Gaspillage ou supertaxe?
« Cinq mille dollars pour une bouteille de vin! Savez-vous que mon père n'en gagnait pas autant en un an de travail? Non, mais vous imaginez boire un an de paie en une soirée! » (Columbo : Quand le vin est tiré, 1973, réalisateur : Leo Penn)
À première vue, il s'agit d'un exemple typique de la conduite scandaleuse des grands de ce monde, qui se permettent de gaspiller en quelques instants l'équivalent d'une année de labeur du pauvre peuple.
En réalité, le riche paie ici à prix d'or un maigre avantage marginal. Ce qui fait la valeur d'un grand cru ou d'un tableau de maître, c'est plus sa rareté que la quantité de travail nécessaire à sa production. Une lithographie de Picasso ou la première chemise de scène d'Elvis n'équivalent guère qu'à quelques heures passées sur le métier. Verser des sommes astronomiques pour se les procurer revient à payer très chèrement la valeur travail. L'opération s'apparente plus à un transfert de richesse, du riche écervelé vers le brave travailleur, qu'à un potlatch honteux. Elle ressemble à un souper-bénéfice, au cours duquel le bien nanti abandonne une jolie miette de son capital en échange d'un bifteck symbolique.

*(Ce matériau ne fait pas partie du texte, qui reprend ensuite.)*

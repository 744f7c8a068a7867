use clap::Parser;
use std::collections::HashMap;
use tracing_subscriber::{layer::SubscriberExt, util::SubscriberInitExt, EnvFilter};

use settlement_core::cli::{self, Cli};
use settlement_core::config::{Config, LogFormat};
use settlement_core::secrets::SecretsManager;

#[tokio::main]
async fn main() -> anyhow::Result<()> {
    let cli = Cli::parse();
    dotenvy::dotenv().ok();

    let overrides = if SecretsManager::is_configured() {
        SecretsManager::new().await?.config_overrides().await?
    } else {
        HashMap::new()
    };
    let config = Config::from_env_with(&overrides)?;

    init_tracing(config.log_format);
    if !overrides.is_empty() {
        tracing::info!(keys = overrides.len(), "configuration secrets loaded from Vault");
    }

    cli::run(cli, config).await
}

fn init_tracing(format: LogFormat) {
    let filter = EnvFilter::try_from_default_env().unwrap_or_else(|_| "info".into());
    let registry = tracing_subscriber::registry().with(filter);
    match format {
        LogFormat::Json => registry
            .with(tracing_subscriber::fmt::layer().json())
            .init(),
        LogFormat::Text => registry.with(tracing_subscriber::fmt::layer()).init(),
    }
}
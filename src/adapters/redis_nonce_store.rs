use async_trait::async_trait;
use redis::AsyncCommands;
use std::time::Duration;

use crate::webhook::nonce::{NonceStore, NonceStoreError};

const NONCE_PREFIX: &str = "webhook:nonce:";

/// Redis-backed nonce store shared by every instance behind the load balancer.
#[derive(Clone)]
pub struct RedisNonceStore {
    redis_client: redis::Client,
}

impl RedisNonceStore {
    pub fn new(redis_url: &str) -> anyhow::Result<Self> {
        let redis_client = redis::Client::open(redis_url)?;
        Ok(Self { redis_client })
    }

    async fn connection(&self) -> Result<redis::aio::MultiplexedConnection, NonceStoreError> {
        self.redis_client
            .get_multiplexed_async_connection()
            .await
            .map_err(|e| NonceStoreError(e.to_string()))
    }
}

#[async_trait]
impl NonceStore for RedisNonceStore {
    async fn seen(&self, nonce: &str) -> Result<bool, NonceStoreError> {
        let mut conn = self.connection().await?;
        let key = format!("{}{}", NONCE_PREFIX, nonce);
        conn.exists(&key)
            .await
            .map_err(|e| NonceStoreError(e.to_string()))
    }

    async fn record(&self, nonce: &str, ttl: Duration) -> Result<bool, NonceStoreError> {
        let mut conn = self.connection().await?;
        let key = format!("{}{}", NONCE_PREFIX, nonce);

        // SET NX EX: only the first writer gets "OK" back
        let stored: Option<String> = redis::cmd("SET")
            .arg(&key)
            .arg(1)
            .arg("NX")
            .arg("EX")
            .arg(ttl.as_secs().max(1))
            .query_async(&mut conn)
            .await
            .map_err(|e| NonceStoreError(e.to_string()))?;
        Ok(stored.is_some())
    }
}
pub mod balance;
pub mod events;
pub mod statement;
pub mod transaction;
pub mod transfer;
pub mod virtual_account;

pub use balance::{Balance, BalanceEffect, BalanceError};
pub use events::{EntitlementJob, EntitlementJobStatus, ScheduledJob, SettlementEvent};
pub use statement::StatementEntry;
pub use transaction::{
    new_reference, AuditEntry, CardPaymentDetails, ChargebackDetails, DepositDetails,
    ObservedStatus, PaymentPurpose, RefundDetails, StateConflict, Transaction, TransactionDetails,
    TransactionStatus, TransactionType, TransferDetails, TransitionSource, VersionedDetails,
};
pub use transfer::{normalize_name, Beneficiary, FeeSchedule, TransferLimits};
pub use virtual_account::{VirtualAccount, VirtualAccountStatus};
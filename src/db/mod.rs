use sqlx::migrate::Migrator;
use sqlx::postgres::{PgPool, PgPoolOptions};
use std::path::Path;
use std::time::Duration;

pub const MIGRATIONS_DIR: &str = "./migrations";

pub async fn create_pool(database_url: &str) -> Result<PgPool, sqlx::Error> {
    PgPoolOptions::new()
        .max_connections(10)
        .acquire_timeout(Duration::from_secs(5))
        .connect(database_url)
        .await
}

pub async fn run_migrations(pool: &PgPool) -> anyhow::Result<()> {
    let migrator = Migrator::new(Path::new(MIGRATIONS_DIR)).await?;
    migrator.run(pool).await?;
    tracing::info!("Database migrations completed");
    Ok(())
}
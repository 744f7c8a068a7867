//! Client address resolution for inbound gateway callbacks.

use std::net::{IpAddr, SocketAddr};
use std::str::FromStr;

use axum::http::HeaderMap;

use crate::config::AllowedIps;

pub fn is_allowed(client_ip: Option<IpAddr>, allowed_ips: &AllowedIps) -> bool {
    match allowed_ips {
        AllowedIps::Any => true,
        AllowedIps::Cidrs(cidrs) => client_ip
            .map(|ip| cidrs.iter().any(|cidr| cidr.contains(&ip)))
            .unwrap_or(false),
    }
}

/// `X-Forwarded-For` when the proxy chain is deep enough, else the socket peer.
pub fn client_ip(
    headers: &HeaderMap,
    peer: Option<IpAddr>,
    trusted_proxy_depth: usize,
) -> Option<IpAddr> {
    if let Some(ip) = extract_from_x_forwarded_for(headers, trusted_proxy_depth) {
        return Some(ip);
    }
    peer
}

fn extract_from_x_forwarded_for(headers: &HeaderMap, trusted_proxy_depth: usize) -> Option<IpAddr> {
    let raw = headers.get("x-forwarded-for")?.to_str().ok()?;

    let chain: Vec<IpAddr> = raw
        .split(',')
        .map(str::trim)
        .filter_map(parse_ip_from_xff_entry)
        .collect();

    if chain.is_empty() || trusted_proxy_depth >= chain.len() {
        return None;
    }

    let index = chain.len().saturating_sub(1 + trusted_proxy_depth);
    chain.get(index).copied()
}

fn parse_ip_from_xff_entry(value: &str) -> Option<IpAddr> {
    if let Ok(ip) = IpAddr::from_str(value) {
        return Some(ip);
    }

    if let Ok(addr) = SocketAddr::from_str(value) {
        return Some(addr.ip());
    }

    None
}
#[async_trait]
impl OutboxRepository for MemoryStore {
    async fn claim_due(
        &self,
        now: DateTime<Utc>,
        lease: Duration,
        limit: i64,
    ) -> RepositoryResult<Vec<EntitlementJob>> {
        let mut inner = self.inner.lock().await;
        let mut due: Vec<&mut EntitlementJob> = inner
            .jobs
            .values_mut()
            .filter(|job| job.status == EntitlementJobStatus::Pending && job.due_at <= now)
            .collect();
        due.sort_by_key(|job| job.due_at);
        Ok(due
            .into_iter()
            .take(limit.max(0) as usize)
            .map(|job| {
                job.due_at = now + lease;
                job.clone()
            })
            .collect())
    }

    async fn mark_delivered(&self, id: Uuid, attempts: u32) -> RepositoryResult<()> {
        let mut inner = self.inner.lock().await;
        let job = inner
            .jobs
            .get_mut(&id)
            .ok_or_else(|| RepositoryError::NotFound(id.to_string()))?;
        job.status = EntitlementJobStatus::Delivered;
        job.attempts = attempts;
        job.last_error = None;
        Ok(())
    }

    async fn reschedule(
        &self,
        id: Uuid,
        attempts: u32,
        due_at: DateTime<Utc>,
        error: &str,
    ) -> RepositoryResult<()> {
        let mut inner = self.inner.lock().await;
        let job = inner
            .jobs
            .get_mut(&id)
            .ok_or_else(|| RepositoryError::NotFound(id.to_string()))?;
        job.attempts = attempts;
        job.due_at = due_at;
        job.last_error = Some(error.to_string());
        Ok(())
    }

    async fn mark_dead(&self, id: Uuid, attempts: u32, error: &str) -> RepositoryResult<()> {
        let mut inner = self.inner.lock().await;
        let job = inner
            .jobs
            .get_mut(&id)
            .ok_or_else(|| RepositoryError::NotFound(id.to_string()))?;
        job.status = EntitlementJobStatus::Dead;
        job.attempts = attempts;
        job.last_error = Some(error.to_string());
        Ok(())
    }

    async fn jobs_for_reference(&self, reference: &str) -> RepositoryResult<Vec<EntitlementJob>> {
        let inner = self.inner.lock().await;
        let mut jobs: Vec<EntitlementJob> = inner
            .jobs
            .values()
            .filter(|job| job.reference == reference)
            .cloned()
            .collect();
        jobs.sort_by_key(|job| job.created_at);
        Ok(jobs)
    }
}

Bien sûr, il y aurait beaucoup à dire sur la façon dont les revenus sont distribués. Il suffit d'observer qu'une bonne partie de la population est toujours au service de l'autre, comme au temps des Romains; que si certains consomment beaucoup et produisent peu, c'est parce que d'autres hommes sont dans la situation inverse. Il reste que le niveau de vie de la plupart d'entre nous est avant tout le fruit du travail de nos prédécesseurs : agronomes, chimistes, ingénieurs et autres bienfaiteurs de l'humanité. Mais le propos est ici tout autre. Nous sommes dans un motif hollywoodien typique, qui met sur le même piédestal la prodigalité des nababs (l'entourage des producteurs) et l'humble courage des ouvriers (l'entourage des spectateurs), l'une étant objet de fascination et l'autre digne d'éloges flatteurs.